**What you should do**
Copy every line of the data that includes the string "shutdown".

Stored data entries:
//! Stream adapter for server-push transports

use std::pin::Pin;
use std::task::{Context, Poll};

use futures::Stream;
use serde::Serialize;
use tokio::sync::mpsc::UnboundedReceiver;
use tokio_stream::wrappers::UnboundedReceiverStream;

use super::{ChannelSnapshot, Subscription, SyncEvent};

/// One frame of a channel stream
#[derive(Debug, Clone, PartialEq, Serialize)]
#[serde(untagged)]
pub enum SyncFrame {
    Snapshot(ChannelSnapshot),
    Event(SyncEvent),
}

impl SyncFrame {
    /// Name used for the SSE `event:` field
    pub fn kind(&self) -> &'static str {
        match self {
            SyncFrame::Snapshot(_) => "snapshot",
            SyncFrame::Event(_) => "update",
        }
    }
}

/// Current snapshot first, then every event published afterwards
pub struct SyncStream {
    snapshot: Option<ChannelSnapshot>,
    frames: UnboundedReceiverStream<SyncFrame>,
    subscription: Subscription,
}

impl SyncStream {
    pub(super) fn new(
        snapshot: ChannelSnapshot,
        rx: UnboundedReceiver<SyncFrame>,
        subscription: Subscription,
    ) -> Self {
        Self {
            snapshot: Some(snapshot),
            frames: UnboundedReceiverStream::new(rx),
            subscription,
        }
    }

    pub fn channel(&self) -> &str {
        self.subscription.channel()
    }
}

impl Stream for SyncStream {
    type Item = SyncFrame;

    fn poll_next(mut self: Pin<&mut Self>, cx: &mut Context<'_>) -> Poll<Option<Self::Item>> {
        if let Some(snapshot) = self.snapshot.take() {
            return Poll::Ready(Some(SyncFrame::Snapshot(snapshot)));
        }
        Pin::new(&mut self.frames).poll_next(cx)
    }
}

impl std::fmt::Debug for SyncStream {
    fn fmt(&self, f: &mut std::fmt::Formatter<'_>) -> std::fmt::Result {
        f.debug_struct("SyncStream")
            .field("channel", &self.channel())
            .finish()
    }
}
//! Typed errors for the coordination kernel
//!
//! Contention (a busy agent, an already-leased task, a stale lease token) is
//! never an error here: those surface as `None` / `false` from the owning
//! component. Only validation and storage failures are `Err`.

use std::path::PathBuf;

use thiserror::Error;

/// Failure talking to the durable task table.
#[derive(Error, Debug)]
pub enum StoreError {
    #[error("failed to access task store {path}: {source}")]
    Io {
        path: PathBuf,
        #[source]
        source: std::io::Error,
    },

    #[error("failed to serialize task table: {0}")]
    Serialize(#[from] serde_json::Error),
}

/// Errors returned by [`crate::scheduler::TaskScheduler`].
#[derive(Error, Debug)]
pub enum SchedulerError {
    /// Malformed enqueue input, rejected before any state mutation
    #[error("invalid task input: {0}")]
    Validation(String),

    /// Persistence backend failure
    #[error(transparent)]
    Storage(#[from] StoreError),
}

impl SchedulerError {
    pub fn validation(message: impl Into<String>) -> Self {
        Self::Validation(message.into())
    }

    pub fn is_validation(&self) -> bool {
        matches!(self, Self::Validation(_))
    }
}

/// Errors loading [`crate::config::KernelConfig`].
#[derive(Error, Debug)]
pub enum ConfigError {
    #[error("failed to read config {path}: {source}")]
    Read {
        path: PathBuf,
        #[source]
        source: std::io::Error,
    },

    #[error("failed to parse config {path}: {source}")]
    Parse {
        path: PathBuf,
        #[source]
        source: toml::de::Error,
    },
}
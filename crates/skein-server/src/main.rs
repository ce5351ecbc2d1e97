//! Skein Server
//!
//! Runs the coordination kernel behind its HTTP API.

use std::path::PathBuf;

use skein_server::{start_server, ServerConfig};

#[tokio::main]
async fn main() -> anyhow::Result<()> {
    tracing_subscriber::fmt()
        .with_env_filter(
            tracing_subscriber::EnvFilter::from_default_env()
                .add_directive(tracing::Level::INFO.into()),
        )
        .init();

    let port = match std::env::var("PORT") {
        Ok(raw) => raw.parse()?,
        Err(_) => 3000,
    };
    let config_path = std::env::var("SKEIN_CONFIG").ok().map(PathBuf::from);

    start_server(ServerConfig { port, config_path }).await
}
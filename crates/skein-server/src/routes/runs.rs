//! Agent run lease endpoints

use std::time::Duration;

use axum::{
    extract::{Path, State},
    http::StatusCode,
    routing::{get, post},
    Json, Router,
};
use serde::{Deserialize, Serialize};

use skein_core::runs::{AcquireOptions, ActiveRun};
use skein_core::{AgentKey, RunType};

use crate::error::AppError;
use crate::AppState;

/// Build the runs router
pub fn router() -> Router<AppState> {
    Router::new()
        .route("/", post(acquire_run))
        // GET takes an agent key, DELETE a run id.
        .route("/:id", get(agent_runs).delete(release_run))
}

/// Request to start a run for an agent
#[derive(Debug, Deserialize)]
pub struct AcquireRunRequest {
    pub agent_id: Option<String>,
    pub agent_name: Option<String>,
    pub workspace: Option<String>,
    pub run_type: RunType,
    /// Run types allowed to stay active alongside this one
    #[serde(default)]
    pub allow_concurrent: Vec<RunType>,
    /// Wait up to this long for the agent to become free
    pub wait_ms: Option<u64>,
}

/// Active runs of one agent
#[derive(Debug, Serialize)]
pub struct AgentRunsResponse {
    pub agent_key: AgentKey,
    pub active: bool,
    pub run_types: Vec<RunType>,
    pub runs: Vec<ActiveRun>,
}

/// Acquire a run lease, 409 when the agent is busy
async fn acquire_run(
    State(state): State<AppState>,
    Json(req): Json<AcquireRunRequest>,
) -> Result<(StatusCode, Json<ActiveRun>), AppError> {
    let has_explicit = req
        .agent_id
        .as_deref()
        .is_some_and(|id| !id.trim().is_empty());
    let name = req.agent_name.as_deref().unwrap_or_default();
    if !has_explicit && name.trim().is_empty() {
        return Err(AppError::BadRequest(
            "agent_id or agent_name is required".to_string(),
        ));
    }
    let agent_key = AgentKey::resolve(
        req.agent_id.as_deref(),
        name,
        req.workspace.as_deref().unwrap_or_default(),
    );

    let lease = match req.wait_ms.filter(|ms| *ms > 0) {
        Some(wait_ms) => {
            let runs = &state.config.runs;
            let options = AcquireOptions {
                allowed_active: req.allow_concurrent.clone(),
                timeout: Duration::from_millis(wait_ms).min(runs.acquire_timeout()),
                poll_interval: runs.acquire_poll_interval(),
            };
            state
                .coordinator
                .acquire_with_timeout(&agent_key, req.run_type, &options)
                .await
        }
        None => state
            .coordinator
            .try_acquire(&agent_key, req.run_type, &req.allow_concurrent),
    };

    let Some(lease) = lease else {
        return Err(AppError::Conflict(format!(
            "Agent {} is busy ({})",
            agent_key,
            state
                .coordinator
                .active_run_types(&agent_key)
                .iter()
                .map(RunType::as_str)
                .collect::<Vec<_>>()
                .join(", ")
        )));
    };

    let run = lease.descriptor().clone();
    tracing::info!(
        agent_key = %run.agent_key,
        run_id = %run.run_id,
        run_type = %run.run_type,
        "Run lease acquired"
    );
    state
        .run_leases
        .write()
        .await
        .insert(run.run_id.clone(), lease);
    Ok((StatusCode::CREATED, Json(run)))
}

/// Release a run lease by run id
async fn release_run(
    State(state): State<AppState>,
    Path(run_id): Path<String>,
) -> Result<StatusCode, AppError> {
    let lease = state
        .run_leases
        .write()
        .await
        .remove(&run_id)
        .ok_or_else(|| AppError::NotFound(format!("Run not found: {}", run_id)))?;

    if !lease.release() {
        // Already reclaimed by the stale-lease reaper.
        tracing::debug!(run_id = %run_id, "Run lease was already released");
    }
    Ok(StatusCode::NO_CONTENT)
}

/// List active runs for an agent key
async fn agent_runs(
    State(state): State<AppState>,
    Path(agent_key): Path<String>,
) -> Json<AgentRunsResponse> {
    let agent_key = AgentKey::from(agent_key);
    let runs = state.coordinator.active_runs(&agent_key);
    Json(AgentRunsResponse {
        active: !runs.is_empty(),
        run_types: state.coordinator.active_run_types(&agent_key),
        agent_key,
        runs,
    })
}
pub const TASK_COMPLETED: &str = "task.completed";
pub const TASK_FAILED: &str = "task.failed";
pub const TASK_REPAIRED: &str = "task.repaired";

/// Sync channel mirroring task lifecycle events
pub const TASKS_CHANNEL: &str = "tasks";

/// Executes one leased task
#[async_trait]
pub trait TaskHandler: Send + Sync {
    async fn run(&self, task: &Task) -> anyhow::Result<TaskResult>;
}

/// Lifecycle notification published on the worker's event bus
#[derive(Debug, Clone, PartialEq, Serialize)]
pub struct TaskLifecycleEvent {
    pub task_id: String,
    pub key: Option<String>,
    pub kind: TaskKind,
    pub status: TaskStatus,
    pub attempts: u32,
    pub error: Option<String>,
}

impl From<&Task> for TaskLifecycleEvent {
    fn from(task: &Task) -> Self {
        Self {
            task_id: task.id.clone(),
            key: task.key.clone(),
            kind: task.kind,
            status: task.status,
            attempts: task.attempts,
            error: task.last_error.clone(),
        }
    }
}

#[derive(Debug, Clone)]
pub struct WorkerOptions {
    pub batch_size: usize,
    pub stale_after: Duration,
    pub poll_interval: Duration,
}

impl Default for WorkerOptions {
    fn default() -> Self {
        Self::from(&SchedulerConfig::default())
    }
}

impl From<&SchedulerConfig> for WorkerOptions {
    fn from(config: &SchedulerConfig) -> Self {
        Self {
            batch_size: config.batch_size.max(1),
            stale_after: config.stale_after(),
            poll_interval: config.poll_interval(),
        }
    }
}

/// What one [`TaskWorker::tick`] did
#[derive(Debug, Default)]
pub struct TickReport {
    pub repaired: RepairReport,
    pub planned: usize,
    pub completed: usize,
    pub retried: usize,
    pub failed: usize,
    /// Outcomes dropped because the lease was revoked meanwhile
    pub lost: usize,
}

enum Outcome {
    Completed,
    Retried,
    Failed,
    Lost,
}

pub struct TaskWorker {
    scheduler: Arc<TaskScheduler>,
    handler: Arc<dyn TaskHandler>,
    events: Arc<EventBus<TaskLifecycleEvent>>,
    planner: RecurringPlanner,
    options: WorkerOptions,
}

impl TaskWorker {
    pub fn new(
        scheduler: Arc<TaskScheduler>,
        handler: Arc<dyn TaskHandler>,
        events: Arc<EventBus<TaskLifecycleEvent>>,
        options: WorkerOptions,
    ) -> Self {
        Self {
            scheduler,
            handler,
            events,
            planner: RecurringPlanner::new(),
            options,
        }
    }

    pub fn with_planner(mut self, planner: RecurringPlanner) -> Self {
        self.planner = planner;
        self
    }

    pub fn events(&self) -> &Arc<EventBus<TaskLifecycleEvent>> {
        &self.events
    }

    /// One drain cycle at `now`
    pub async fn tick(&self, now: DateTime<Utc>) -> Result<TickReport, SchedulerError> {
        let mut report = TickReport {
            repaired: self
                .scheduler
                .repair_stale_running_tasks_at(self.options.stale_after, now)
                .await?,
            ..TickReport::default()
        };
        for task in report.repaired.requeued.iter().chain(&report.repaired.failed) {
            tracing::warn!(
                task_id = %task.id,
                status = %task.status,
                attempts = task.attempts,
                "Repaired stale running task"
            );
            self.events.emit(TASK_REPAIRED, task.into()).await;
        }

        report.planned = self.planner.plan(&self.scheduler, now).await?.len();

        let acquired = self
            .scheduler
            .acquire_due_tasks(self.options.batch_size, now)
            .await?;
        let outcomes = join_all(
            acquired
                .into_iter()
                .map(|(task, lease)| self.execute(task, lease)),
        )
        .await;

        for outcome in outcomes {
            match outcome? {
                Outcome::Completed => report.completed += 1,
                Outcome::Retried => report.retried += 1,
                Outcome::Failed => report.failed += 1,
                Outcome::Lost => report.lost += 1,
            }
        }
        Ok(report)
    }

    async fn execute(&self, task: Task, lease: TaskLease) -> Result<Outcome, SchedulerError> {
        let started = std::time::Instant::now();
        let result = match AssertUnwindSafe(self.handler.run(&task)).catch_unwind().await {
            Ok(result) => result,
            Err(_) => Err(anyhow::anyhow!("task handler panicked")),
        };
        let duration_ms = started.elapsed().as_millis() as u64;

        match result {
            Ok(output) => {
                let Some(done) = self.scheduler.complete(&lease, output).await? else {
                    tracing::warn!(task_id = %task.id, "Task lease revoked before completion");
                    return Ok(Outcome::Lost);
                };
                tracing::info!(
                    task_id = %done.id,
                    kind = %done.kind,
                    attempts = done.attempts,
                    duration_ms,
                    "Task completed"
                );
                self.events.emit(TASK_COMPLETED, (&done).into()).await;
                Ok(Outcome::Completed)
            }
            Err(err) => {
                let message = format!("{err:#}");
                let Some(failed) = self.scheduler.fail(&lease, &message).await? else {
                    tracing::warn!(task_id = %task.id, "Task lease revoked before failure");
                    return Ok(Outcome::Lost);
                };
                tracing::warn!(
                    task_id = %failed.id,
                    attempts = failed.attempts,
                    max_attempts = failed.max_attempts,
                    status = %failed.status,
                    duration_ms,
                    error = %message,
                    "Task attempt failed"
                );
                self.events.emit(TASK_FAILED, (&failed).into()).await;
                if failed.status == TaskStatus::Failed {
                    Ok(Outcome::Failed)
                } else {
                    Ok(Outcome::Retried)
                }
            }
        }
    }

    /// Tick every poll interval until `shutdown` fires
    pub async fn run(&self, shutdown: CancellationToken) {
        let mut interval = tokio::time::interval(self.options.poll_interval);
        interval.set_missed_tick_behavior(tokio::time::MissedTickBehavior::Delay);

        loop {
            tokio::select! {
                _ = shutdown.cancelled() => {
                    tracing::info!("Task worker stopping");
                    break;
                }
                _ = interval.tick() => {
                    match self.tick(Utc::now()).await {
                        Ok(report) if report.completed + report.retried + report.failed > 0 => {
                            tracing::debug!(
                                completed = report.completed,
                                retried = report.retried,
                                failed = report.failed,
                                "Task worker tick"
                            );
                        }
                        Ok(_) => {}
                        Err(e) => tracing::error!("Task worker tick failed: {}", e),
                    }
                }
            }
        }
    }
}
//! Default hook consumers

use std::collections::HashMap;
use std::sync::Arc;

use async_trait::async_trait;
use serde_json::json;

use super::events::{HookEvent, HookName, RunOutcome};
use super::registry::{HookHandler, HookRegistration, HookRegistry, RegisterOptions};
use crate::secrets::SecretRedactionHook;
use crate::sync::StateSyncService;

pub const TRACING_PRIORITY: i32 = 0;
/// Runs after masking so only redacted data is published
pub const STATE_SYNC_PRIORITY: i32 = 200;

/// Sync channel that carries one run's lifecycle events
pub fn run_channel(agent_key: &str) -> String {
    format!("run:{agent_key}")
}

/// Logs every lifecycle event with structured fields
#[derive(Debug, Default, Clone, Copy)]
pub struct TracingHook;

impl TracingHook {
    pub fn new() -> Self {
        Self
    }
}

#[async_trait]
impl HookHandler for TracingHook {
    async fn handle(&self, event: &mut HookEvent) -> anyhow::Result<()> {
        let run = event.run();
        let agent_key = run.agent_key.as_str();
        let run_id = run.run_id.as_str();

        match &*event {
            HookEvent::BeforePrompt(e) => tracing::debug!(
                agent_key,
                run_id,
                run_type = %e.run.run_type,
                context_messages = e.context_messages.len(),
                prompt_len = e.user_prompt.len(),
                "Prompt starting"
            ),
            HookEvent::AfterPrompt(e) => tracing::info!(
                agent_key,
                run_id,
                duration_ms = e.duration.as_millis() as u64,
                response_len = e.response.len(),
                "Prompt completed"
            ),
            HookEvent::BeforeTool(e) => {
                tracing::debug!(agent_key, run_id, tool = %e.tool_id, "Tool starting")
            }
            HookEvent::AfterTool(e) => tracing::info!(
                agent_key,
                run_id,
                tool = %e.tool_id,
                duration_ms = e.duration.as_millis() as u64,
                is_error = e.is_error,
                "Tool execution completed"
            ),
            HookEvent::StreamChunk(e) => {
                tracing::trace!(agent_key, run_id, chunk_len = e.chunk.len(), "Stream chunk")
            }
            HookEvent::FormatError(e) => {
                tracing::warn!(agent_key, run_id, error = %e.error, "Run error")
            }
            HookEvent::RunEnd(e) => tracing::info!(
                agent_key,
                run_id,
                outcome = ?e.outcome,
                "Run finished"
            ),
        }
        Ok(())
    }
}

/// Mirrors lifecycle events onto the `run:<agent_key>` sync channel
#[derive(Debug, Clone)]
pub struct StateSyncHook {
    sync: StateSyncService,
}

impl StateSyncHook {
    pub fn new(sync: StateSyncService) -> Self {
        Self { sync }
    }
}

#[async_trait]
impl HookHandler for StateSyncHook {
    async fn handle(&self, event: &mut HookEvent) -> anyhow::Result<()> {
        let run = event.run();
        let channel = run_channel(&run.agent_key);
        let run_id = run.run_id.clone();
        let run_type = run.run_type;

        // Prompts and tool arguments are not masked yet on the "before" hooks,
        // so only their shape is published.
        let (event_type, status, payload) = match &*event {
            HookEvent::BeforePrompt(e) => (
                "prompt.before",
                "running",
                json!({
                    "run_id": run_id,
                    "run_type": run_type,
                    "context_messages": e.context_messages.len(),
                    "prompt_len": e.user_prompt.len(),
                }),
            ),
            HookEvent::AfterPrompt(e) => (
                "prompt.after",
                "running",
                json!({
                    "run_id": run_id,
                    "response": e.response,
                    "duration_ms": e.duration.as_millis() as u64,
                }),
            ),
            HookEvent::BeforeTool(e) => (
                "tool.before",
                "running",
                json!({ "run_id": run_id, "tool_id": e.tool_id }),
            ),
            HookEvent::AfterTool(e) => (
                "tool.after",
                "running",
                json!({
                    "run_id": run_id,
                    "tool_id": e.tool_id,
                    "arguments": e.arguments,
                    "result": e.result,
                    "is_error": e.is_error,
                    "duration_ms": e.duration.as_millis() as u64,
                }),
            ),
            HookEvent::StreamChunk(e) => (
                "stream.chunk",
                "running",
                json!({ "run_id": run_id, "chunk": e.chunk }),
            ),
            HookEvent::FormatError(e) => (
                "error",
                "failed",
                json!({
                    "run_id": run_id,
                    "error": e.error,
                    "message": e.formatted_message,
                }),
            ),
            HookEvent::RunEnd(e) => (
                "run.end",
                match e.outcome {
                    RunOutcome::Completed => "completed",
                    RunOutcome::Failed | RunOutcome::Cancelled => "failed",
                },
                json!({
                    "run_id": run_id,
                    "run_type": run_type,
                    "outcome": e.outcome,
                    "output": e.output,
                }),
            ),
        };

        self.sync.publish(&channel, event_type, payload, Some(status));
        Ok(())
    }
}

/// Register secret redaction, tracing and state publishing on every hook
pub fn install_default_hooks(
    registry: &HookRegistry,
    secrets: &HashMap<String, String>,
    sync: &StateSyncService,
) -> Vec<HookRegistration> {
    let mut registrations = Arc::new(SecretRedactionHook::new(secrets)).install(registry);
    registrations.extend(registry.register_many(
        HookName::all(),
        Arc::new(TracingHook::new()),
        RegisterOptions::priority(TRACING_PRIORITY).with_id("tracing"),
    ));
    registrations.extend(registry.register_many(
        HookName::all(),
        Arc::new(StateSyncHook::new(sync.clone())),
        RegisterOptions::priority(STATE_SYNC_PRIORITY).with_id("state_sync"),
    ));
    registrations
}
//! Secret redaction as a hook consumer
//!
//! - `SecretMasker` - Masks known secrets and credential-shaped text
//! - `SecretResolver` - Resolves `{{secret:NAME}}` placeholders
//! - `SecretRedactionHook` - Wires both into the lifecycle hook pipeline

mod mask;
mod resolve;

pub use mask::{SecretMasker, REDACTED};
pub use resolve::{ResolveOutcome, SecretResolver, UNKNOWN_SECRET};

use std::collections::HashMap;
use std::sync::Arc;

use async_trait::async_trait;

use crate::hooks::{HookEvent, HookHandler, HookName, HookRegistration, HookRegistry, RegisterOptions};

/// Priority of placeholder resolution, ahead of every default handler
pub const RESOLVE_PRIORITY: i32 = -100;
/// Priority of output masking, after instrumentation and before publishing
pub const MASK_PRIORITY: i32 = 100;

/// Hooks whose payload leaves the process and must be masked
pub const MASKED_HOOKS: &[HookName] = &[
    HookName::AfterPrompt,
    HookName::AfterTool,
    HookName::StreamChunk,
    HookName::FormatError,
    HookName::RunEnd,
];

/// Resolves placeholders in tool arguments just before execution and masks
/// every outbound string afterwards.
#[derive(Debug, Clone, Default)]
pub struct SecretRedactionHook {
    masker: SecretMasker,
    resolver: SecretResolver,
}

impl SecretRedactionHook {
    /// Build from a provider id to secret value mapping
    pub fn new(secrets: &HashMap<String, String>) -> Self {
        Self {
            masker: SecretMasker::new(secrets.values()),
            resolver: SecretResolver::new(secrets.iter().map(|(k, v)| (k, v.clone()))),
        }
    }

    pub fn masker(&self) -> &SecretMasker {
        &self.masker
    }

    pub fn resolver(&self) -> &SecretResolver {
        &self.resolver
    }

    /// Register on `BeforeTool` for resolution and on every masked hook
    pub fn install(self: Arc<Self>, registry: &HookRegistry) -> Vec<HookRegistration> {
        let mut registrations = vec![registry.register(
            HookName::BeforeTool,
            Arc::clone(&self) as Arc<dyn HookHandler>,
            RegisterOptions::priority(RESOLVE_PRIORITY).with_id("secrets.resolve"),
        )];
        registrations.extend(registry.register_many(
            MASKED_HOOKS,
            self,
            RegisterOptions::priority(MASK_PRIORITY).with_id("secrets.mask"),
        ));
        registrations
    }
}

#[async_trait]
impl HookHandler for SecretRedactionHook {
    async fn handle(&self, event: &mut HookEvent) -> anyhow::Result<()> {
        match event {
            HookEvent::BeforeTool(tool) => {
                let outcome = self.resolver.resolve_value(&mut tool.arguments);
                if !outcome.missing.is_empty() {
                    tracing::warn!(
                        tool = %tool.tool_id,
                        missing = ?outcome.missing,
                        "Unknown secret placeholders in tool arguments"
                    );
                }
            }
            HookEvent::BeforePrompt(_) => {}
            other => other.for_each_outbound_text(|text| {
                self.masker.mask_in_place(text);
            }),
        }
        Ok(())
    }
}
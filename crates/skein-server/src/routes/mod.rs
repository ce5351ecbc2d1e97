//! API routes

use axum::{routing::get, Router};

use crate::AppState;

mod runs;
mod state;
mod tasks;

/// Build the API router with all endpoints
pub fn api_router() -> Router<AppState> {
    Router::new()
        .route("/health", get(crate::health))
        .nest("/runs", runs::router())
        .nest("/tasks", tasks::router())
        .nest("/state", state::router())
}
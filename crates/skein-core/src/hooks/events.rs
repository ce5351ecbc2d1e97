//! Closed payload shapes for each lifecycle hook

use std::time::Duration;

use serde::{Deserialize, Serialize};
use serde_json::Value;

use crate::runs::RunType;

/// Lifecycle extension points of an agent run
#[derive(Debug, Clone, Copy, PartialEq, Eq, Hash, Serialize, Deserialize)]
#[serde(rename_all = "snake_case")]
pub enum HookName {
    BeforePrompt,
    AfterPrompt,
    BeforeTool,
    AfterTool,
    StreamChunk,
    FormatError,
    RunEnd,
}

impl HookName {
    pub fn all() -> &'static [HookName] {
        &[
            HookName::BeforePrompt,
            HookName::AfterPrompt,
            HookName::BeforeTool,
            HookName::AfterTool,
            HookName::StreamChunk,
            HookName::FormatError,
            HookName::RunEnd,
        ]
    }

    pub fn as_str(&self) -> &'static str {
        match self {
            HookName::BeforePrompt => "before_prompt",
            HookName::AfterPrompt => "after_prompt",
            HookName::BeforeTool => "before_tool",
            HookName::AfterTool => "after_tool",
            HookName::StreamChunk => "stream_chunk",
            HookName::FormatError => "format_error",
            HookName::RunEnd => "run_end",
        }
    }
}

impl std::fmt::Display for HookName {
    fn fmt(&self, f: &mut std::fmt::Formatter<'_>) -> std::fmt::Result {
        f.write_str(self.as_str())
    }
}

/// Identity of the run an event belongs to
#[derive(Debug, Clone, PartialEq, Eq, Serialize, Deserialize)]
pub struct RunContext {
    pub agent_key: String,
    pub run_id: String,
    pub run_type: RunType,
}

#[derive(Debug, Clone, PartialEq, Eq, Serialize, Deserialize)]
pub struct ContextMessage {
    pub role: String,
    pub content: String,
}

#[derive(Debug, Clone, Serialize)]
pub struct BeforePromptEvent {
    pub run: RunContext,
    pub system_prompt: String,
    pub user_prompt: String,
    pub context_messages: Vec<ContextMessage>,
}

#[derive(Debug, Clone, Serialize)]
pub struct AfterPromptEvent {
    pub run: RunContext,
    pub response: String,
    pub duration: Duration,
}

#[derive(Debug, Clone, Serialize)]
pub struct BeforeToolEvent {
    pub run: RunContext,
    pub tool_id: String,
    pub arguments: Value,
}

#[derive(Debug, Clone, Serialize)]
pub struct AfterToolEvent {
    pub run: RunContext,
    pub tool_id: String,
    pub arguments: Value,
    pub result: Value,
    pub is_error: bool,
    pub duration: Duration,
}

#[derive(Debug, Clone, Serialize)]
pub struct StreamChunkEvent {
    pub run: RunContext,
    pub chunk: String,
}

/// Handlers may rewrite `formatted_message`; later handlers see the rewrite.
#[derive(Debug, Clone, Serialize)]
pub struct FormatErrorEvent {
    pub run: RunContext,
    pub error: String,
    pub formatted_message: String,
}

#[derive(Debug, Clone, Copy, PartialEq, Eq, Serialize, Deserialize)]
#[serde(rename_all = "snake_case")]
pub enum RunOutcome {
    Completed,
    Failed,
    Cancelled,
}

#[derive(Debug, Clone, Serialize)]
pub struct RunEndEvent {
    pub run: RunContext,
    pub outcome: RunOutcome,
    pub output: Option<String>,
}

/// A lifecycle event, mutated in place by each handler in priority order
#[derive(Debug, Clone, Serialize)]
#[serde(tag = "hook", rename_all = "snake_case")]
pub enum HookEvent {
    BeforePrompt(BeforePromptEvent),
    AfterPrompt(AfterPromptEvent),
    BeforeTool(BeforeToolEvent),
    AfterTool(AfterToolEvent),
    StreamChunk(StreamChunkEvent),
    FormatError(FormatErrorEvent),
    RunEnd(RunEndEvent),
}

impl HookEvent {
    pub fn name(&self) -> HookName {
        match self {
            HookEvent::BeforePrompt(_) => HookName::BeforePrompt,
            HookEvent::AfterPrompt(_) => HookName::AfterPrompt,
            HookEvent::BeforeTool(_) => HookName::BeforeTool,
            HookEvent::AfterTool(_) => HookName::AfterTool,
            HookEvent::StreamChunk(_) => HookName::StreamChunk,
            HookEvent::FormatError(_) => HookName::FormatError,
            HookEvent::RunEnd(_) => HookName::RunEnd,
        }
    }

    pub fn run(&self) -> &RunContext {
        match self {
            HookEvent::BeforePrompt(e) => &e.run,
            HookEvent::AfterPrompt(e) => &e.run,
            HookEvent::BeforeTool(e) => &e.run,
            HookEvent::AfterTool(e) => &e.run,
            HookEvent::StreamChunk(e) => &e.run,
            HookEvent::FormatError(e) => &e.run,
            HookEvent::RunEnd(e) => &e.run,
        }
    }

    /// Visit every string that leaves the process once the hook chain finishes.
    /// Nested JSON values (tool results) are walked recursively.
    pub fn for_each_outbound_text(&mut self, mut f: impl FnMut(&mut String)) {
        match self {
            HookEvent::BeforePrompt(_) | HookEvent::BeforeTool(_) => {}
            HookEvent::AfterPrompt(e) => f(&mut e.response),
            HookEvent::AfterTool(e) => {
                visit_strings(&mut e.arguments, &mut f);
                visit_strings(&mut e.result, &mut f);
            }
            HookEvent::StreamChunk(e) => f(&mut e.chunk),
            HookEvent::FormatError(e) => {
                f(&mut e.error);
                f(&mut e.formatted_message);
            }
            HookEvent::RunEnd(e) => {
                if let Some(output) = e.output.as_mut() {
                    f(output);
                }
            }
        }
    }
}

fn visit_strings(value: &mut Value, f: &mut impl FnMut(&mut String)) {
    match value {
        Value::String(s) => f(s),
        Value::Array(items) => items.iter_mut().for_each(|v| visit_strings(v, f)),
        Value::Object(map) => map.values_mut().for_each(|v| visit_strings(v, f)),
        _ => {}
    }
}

**Answer space**
    /// Tick every poll interval until `shutdown` fires
    pub async fn run(&self, shutdown: CancellationToken) {
                _ = shutdown.cancelled() => {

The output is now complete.